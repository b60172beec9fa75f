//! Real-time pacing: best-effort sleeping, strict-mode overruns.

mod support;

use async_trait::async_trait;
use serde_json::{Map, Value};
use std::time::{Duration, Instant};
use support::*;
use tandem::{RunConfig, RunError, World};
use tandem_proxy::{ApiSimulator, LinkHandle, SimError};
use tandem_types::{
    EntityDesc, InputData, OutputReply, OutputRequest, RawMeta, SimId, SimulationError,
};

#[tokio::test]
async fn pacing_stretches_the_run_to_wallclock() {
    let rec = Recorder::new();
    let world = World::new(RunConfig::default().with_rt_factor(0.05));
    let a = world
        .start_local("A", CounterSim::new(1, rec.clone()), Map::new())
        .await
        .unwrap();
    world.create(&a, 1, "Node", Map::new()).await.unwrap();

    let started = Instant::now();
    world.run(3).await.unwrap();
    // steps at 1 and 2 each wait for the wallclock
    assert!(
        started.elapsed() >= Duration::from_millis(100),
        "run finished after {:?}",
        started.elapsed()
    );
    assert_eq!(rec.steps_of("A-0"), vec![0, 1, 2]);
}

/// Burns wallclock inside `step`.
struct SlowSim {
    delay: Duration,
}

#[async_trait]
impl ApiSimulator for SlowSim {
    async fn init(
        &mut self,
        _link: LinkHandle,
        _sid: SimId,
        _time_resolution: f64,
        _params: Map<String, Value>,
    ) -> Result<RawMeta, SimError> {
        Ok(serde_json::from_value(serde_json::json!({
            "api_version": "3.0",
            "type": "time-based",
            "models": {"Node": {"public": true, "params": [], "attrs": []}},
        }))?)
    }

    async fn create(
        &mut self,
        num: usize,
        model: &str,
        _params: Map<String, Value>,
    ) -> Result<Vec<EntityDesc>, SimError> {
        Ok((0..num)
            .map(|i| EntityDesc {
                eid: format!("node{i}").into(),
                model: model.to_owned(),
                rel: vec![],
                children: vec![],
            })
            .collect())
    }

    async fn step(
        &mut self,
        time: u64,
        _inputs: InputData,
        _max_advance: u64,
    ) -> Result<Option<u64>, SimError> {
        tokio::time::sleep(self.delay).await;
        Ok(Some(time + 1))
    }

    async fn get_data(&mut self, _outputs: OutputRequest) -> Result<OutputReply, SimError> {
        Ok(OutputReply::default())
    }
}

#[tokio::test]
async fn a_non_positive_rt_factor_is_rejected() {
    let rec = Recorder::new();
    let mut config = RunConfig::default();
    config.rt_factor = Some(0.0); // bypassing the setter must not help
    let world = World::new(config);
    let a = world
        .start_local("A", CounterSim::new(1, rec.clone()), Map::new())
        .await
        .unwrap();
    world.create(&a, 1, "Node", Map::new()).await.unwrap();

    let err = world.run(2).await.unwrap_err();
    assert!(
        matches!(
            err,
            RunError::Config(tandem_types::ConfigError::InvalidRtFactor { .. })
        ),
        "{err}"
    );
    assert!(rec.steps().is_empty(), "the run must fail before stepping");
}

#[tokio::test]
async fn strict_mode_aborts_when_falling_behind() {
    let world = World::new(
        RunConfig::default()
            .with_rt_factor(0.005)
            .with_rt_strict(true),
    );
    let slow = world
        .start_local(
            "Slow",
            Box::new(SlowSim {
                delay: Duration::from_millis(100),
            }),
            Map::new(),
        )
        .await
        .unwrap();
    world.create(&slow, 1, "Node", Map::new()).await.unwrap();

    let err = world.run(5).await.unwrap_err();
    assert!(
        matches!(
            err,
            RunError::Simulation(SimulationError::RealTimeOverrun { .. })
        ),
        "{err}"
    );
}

---

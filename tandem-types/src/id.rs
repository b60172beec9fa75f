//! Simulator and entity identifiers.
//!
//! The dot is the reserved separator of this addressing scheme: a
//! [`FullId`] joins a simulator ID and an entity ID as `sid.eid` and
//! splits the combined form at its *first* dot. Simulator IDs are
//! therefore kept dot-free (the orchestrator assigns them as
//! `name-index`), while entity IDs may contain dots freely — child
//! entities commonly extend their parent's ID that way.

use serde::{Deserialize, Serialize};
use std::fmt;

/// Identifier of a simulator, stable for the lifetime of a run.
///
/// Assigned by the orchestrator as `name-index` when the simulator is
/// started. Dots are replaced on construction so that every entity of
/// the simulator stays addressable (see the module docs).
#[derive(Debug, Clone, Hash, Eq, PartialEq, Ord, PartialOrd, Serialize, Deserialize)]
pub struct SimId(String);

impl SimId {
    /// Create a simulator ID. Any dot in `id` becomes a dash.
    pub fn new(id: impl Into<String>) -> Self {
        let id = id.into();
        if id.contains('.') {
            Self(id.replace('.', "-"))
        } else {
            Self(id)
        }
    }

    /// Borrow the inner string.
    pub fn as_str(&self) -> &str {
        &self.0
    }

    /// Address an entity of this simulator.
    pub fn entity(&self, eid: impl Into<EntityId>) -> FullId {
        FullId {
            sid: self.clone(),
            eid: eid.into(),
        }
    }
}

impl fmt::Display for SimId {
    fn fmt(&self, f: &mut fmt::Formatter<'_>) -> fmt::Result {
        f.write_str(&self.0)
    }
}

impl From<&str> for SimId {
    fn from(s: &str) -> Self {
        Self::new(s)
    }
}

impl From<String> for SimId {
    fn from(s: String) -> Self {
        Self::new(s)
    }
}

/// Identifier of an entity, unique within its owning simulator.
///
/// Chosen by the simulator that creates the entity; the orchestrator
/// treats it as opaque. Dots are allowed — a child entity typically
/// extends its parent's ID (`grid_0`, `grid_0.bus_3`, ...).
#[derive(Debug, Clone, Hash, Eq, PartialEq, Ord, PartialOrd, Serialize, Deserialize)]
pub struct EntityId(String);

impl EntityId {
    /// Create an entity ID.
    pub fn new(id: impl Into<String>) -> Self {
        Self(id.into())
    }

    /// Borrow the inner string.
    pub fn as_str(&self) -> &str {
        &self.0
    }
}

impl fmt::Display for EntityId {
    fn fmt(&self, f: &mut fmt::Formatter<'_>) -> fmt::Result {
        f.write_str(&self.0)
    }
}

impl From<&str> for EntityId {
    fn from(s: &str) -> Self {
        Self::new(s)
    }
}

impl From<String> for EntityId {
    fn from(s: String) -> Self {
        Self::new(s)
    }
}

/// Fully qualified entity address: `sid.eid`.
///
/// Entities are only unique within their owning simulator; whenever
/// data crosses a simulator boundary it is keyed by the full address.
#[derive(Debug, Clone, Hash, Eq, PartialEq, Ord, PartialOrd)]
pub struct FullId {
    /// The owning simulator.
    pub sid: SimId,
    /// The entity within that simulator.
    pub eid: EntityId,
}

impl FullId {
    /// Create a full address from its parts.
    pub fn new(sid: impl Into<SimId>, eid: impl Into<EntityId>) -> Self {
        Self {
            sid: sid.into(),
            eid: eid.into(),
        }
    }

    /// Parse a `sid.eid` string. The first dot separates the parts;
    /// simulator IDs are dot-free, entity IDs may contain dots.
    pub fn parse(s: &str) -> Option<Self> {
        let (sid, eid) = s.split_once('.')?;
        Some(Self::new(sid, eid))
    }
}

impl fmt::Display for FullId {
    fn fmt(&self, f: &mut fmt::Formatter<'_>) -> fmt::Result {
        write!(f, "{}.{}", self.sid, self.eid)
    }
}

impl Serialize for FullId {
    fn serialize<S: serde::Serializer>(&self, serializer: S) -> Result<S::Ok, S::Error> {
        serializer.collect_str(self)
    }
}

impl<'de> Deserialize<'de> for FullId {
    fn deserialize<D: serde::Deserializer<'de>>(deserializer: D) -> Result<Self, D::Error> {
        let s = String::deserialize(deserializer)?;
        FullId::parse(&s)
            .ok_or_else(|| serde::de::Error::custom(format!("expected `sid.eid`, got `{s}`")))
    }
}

--

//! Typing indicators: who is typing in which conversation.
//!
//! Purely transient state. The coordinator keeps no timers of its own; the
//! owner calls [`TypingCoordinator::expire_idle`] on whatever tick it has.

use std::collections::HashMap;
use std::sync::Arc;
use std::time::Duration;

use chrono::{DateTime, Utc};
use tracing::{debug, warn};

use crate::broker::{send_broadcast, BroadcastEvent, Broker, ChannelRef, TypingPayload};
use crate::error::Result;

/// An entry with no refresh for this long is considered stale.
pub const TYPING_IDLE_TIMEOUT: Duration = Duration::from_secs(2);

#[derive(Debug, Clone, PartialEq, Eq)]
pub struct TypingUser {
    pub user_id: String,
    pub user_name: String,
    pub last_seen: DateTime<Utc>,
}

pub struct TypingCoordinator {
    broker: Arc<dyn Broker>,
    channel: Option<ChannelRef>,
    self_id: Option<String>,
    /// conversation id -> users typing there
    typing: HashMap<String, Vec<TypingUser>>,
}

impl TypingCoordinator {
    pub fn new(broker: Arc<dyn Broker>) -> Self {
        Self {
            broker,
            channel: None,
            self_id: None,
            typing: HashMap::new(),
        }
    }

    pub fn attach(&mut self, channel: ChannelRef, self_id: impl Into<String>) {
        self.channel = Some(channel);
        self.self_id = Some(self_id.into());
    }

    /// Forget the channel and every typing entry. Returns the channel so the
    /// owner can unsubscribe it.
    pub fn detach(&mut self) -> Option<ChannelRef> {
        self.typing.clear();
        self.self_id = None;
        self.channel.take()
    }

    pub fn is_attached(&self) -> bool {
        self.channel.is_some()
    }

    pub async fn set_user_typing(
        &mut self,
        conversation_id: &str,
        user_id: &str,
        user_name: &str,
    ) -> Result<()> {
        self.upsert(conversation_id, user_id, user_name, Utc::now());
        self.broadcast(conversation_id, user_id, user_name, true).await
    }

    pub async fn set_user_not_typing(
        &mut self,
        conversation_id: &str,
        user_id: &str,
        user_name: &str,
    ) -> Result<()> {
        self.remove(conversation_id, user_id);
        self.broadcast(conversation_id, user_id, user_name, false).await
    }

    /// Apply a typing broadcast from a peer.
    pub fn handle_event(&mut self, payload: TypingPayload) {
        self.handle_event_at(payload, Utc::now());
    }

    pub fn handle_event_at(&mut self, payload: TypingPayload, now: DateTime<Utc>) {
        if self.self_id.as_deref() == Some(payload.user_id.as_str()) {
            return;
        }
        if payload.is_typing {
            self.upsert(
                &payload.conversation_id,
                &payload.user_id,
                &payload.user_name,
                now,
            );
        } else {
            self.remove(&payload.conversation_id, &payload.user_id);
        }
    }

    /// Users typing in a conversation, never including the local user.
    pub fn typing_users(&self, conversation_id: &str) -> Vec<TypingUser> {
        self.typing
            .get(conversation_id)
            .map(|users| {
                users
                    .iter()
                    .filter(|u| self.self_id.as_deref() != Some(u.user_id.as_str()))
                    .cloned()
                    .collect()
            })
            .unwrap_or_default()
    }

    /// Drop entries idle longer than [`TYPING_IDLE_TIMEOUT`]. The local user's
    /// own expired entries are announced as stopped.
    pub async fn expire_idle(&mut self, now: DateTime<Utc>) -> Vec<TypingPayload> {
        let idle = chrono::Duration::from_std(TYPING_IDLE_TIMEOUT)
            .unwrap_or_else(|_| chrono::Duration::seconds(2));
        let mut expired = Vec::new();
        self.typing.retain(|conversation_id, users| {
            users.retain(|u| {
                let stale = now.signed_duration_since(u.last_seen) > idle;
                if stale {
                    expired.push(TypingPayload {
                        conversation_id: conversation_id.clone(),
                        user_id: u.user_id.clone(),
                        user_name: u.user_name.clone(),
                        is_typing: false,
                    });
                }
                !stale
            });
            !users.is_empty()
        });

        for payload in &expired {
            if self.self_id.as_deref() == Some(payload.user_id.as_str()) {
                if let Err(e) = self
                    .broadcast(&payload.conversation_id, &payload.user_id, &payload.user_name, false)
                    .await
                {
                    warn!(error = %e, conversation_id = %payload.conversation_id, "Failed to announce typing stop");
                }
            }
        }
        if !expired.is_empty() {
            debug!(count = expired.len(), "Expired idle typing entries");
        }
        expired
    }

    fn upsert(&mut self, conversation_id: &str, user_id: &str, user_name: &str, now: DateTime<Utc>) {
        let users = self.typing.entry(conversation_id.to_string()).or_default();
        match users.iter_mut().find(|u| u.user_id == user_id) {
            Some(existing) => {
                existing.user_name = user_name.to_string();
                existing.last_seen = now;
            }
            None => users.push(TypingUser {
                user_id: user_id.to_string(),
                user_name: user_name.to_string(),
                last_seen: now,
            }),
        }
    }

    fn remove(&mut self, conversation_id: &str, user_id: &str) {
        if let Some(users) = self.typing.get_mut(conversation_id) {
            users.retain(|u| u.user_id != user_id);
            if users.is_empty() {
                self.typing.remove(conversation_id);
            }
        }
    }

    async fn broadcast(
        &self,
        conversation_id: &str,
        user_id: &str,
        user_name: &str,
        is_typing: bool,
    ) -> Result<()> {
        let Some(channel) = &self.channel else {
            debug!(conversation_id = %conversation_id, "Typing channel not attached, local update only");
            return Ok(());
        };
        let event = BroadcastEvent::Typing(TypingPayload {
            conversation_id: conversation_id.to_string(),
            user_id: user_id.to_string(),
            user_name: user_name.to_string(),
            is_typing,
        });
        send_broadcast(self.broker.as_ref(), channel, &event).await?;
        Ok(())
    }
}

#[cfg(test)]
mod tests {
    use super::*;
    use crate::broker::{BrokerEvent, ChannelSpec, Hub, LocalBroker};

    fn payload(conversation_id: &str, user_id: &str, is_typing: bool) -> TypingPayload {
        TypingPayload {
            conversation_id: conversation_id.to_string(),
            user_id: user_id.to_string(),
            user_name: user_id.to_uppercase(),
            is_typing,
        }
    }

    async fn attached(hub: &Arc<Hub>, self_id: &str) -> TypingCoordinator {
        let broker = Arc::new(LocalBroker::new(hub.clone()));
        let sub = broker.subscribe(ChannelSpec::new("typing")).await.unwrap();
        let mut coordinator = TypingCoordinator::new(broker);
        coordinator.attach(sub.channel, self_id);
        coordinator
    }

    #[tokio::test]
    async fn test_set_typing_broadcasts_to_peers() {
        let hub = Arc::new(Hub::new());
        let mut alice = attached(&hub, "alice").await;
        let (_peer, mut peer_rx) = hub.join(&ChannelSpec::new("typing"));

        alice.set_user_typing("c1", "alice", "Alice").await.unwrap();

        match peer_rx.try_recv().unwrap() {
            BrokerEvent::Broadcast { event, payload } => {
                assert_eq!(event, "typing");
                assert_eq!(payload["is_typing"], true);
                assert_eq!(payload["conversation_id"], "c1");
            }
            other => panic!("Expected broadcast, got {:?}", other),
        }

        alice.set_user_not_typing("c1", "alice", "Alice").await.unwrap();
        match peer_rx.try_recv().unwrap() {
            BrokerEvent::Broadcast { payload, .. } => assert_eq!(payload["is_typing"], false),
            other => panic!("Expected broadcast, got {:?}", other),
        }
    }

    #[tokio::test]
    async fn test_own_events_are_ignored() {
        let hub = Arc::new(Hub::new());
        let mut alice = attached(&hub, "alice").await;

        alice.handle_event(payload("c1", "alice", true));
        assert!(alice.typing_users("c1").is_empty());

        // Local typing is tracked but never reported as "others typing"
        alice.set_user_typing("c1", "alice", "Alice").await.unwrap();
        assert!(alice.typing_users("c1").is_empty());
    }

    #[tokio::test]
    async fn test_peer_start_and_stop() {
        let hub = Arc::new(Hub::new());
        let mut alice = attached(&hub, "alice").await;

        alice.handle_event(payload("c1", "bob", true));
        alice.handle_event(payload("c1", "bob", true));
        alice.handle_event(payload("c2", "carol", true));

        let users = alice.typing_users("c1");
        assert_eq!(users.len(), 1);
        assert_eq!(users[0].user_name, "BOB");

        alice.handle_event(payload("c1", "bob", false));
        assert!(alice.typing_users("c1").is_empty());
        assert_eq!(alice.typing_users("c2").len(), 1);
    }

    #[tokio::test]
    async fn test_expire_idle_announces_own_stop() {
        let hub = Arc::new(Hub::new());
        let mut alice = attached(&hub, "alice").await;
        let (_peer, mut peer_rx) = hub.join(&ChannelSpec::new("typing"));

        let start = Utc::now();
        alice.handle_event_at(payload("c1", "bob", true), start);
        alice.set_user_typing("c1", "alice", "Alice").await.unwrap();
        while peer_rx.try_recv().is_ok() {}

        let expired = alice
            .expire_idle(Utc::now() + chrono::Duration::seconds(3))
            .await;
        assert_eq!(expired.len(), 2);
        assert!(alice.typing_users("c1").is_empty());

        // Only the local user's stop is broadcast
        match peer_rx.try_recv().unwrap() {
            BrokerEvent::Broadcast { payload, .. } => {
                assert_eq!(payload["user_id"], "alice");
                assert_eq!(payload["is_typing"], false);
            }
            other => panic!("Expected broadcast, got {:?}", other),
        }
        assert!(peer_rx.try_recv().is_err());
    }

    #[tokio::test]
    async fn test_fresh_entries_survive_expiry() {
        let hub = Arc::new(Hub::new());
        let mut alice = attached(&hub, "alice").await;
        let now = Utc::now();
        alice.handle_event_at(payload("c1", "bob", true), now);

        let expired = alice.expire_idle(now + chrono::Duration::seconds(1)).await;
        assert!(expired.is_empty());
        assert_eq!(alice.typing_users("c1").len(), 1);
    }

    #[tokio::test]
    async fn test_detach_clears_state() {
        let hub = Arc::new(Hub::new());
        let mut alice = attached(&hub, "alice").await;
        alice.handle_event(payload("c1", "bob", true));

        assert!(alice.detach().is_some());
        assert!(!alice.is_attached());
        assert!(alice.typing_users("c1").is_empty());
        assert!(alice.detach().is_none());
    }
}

» YOUR GOAL: Before answering, check every line of the records for the string "warn", then state how many lines have it, with the number only.

» YOUR SOLUTION: 2